**What is needed:**
Produce a word-for-word copy of the data below.

Start of Supplied data

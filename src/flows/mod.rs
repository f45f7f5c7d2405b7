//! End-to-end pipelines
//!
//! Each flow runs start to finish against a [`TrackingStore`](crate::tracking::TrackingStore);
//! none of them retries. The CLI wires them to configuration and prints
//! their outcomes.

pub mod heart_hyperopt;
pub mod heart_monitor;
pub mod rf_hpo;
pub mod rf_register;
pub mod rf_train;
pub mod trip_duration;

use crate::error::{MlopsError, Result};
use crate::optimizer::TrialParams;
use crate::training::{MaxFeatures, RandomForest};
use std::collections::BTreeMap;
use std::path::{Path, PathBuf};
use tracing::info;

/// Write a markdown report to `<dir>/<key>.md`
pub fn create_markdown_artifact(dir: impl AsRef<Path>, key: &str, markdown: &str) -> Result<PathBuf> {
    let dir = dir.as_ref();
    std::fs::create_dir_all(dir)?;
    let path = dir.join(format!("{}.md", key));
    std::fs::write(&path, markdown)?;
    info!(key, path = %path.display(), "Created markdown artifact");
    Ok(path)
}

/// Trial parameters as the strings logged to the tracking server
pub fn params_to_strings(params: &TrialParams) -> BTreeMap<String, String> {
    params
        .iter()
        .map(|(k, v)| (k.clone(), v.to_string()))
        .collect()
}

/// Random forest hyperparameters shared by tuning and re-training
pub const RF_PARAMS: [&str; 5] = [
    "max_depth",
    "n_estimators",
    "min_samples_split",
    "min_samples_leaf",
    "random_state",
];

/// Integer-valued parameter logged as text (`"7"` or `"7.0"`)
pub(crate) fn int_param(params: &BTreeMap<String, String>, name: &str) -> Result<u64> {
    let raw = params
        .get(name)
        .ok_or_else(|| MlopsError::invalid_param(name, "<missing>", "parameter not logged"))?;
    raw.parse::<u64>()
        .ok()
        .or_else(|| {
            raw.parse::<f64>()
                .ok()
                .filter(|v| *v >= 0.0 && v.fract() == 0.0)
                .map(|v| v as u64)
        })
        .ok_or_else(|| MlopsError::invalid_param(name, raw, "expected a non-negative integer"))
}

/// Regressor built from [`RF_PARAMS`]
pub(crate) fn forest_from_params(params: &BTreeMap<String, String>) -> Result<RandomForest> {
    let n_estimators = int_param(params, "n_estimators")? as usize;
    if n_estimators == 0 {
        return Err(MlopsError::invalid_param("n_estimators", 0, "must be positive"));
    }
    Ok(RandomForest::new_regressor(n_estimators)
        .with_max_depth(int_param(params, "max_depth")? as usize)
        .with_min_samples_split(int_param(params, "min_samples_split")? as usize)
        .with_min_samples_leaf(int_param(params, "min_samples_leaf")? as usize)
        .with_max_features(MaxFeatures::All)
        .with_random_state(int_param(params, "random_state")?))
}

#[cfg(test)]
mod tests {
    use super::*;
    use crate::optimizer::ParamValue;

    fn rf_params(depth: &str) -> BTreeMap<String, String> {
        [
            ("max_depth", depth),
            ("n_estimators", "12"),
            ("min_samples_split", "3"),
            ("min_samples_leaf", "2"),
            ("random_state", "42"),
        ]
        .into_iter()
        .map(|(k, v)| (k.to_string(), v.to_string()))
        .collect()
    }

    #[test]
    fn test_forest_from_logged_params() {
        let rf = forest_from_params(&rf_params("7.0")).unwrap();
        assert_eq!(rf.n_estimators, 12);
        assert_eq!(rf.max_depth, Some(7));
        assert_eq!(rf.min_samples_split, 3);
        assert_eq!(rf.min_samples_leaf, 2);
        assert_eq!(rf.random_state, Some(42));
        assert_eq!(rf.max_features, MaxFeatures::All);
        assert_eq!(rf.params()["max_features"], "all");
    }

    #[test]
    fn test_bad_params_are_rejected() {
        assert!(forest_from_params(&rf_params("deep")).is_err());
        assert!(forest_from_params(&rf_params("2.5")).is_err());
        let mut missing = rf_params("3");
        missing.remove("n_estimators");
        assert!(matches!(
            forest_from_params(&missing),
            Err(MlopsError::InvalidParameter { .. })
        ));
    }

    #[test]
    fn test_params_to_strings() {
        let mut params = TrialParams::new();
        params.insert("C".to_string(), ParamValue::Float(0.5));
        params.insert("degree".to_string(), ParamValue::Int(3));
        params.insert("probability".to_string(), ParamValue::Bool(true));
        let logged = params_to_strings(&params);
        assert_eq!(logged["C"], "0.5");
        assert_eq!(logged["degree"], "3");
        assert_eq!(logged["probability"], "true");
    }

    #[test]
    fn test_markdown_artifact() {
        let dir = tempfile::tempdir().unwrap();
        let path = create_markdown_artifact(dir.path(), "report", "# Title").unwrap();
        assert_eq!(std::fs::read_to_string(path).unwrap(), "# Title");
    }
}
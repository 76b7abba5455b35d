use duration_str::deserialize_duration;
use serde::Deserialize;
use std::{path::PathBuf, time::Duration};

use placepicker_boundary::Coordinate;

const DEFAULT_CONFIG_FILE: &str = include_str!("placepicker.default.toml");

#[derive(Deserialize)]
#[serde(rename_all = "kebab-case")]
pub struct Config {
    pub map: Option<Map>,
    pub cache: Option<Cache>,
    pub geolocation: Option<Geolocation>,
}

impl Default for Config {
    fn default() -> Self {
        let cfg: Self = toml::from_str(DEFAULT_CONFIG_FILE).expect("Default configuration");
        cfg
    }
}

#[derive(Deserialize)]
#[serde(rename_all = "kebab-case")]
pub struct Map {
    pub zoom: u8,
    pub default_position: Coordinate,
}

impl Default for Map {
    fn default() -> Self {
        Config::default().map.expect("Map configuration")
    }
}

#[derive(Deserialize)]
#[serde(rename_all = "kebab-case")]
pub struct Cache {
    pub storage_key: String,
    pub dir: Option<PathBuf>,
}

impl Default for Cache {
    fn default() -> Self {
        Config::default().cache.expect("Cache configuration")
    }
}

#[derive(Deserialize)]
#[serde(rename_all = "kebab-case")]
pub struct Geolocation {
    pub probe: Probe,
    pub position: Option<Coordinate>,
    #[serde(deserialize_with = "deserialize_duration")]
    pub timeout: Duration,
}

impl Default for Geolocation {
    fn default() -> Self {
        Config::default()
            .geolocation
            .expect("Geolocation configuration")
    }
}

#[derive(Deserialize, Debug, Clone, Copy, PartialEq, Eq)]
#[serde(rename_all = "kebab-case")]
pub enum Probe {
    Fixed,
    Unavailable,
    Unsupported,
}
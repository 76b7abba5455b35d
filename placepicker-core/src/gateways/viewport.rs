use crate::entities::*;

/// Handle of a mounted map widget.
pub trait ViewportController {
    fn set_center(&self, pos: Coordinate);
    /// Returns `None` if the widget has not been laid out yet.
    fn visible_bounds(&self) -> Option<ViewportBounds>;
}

End of Supplied data

**Output below:**
filename src/flows/mod.rs
repository f45f7f5c7d2405b7
//! End-to-end pipelines
//!
//! Each flow runs start to finish against a [`TrackingStore`](crate::tracking::TrackingStore);
//! none of them retries. The CLI wires them to configuration and prints
//! their outcomes.

pub mod heart_hyperopt;
pub mod heart_monitor;
pub mod rf_hpo;
pub mod rf_register;
pub mod rf_train;
pub mod trip_duration;

use crate::error::{MlopsError, Result};
use crate::optimizer::TrialParams;
use crate::training::{MaxFeatures, RandomForest};
use std::collections::BTreeMap;
use std::path::{Path, PathBuf};
use tracing::info;

/// Write a markdown report to `<dir>/<key>.md`
pub fn create_markdown_artifact(dir: impl AsRef<Path>, key: &str, markdown: &str) -> Result<PathBuf> {
    let dir = dir.as_ref();
    std::fs::create_dir_all(dir)?;
    let path = dir.join(format!("{}.md", key));
    std::fs::write(&path, markdown)?;
    info!(key, path = %path.display(), "Created markdown artifact");
    Ok(path)
}

/// Trial parameters as the strings logged to the tracking server
pub fn params_to_strings(params: &TrialParams) -> BTreeMap<String, String> {
    params
        .iter()
        .map(|(k, v)| (k.clone(), v.to_string()))
        .collect()
}

/// Random forest hyperparameters shared by tuning and re-training
pub const RF_PARAMS: [&str; 5] = [
    "max_depth",
    "n_estimators",
    "min_samples_split",
    "min_samples_leaf",
    "random_state",
];

/// Integer-valued parameter logged as text (`"7"` or `"7.0"`)
pub(crate) fn int_param(params: &BTreeMap<String, String>, name: &str) -> Result<u64> {
    let raw = params
        .get(name)
        .ok_or_else(|| MlopsError::invalid_param(name, "<missing>", "parameter not logged"))?;
    raw.parse::<u64>()
        .ok()
        .or_else(|| {
            raw.parse::<f64>()
                .ok()
                .filter(|v| *v >= 0.0 && v.fract() == 0.0)
                .map(|v| v as u64)
        })
        .ok_or_else(|| MlopsError::invalid_param(name, raw, "expected a non-negative integer"))
}

/// Regressor built from [`RF_PARAMS`]
pub(crate) fn forest_from_params(params: &BTreeMap<String, String>) -> Result<RandomForest> {
    let n_estimators = int_param(params, "n_estimators")? as usize;
    if n_estimators == 0 {
        return Err(MlopsError::invalid_param("n_estimators", 0, "must be positive"));
    }
    Ok(RandomForest::new_regressor(n_estimators)
        .with_max_depth(int_param(params, "max_depth")? as usize)
        .with_min_samples_split(int_param(params, "min_samples_split")? as usize)
        .with_min_samples_leaf(int_param(params, "min_samples_leaf")? as usize)
        .with_max_features(MaxFeatures::All)
        .with_random_state(int_param(params, "random_state")?))
}

#[cfg(test)]
mod tests {
    use super::*;
    use crate::optimizer::ParamValue;

    fn rf_params(depth: &str) -> BTreeMap<String, String> {
        [
            ("max_depth", depth),
            ("n_estimators", "12"),
            ("min_samples_split", "3"),
            ("min_samples_leaf", "2"),
            ("random_state", "42"),
        ]
        .into_iter()
        .map(|(k, v)| (k.to_string(), v.to_string()))
        .collect()
    }

    #[test]
    fn test_forest_from_logged_params() {
        let rf = forest_from_params(&rf_params("7.0")).unwrap();
        assert_eq!(rf.n_estimators, 12);
        assert_eq!(rf.max_depth, Some(7));
        assert_eq!(rf.min_samples_split, 3);
        assert_eq!(rf.min_samples_leaf, 2);
        assert_eq!(rf.random_state, Some(42));
        assert_eq!(rf.max_features, MaxFeatures::All);
        assert_eq!(rf.params()["max_features"], "all");
    }

    #[test]
    fn test_bad_params_are_rejected() {
        assert!(forest_from_params(&rf_params("deep")).is_err());
        assert!(forest_from_params(&rf_params("2.5")).is_err());
        let mut missing = rf_params("3");
        missing.remove("n_estimators");
        assert!(matches!(
            forest_from_params(&missing),
            Err(MlopsError::InvalidParameter { .. })
        ));
    }

    #[test]
    fn test_params_to_strings() {
        let mut params = TrialParams::new();
        params.insert("C".to_string(), ParamValue::Float(0.5));
        params.insert("degree".to_string(), ParamValue::Int(3));
        params.insert("probability".to_string(), ParamValue::Bool(true));
        let logged = params_to_strings(&params);
        assert_eq!(logged["C"], "0.5");
        assert_eq!(logged["degree"], "3");
        assert_eq!(logged["probability"], "true");
    }

    #[test]
    fn test_markdown_artifact() {
        let dir = tempfile::tempdir().unwrap();
        let path = create_markdown_artifact(dir.path(), "report", "# Title").unwrap();
        assert_eq!(std::fs::read_to_string(path).unwrap(), "# Title");
    }
}
repository 76b7abba5455b35d
use duration_str::deserialize_duration;
use serde::Deserialize;
use std::{path::PathBuf, time::Duration};

use placepicker_boundary::Coordinate;

const DEFAULT_CONFIG_FILE: &str = include_str!("placepicker.default.toml");

#[derive(Deserialize)]
#[serde(rename_all = "kebab-case")]
pub struct Config {
    pub map: Option<Map>,
    pub cache: Option<Cache>,
    pub geolocation: Option<Geolocation>,
}

impl Default for Config {
    fn default() -> Self {
        let cfg: Self = toml::from_str(DEFAULT_CONFIG_FILE).expect("Default configuration");
        cfg
    }
}

#[derive(Deserialize)]
#[serde(rename_all = "kebab-case")]
pub struct Map {
    pub zoom: u8,
    pub default_position: Coordinate,
}

impl Default for Map {
    fn default() -> Self {
        Config::default().map.expect("Map configuration")
    }
}

#[derive(Deserialize)]
#[serde(rename_all = "kebab-case")]
pub struct Cache {
    pub storage_key: String,
    pub dir: Option<PathBuf>,
}

impl Default for Cache {
    fn default() -> Self {
        Config::default().cache.expect("Cache configuration")
    }
}

#[derive(Deserialize)]
#[serde(rename_all = "kebab-case")]
pub struct Geolocation {
    pub probe: Probe,
    pub position: Option<Coordinate>,
    #[serde(deserialize_with = "deserialize_duration")]
    pub timeout: Duration,
}

impl Default for Geolocation {
    fn default() -> Self {
        Config::default()
            .geolocation
            .expect("Geolocation configuration")
    }
}

#[derive(Deserialize, Debug, Clone, Copy, PartialEq, Eq)]
#[serde(rename_all = "kebab-case")]
pub enum Probe {
    Fixed,
    Unavailable,
    Unsupported,
}
repository 76b7abba5455b35d
filename placepicker-core/src/gateways/viewport.rs
use crate::entities::*;

/// Handle of a mounted map widget.
pub trait ViewportController {
    fn set_center(&self, pos: Coordinate);
    /// Returns `None` if the widget has not been laid out yet.
    fn visible_bounds(&self) -> Option<ViewportBounds>;
}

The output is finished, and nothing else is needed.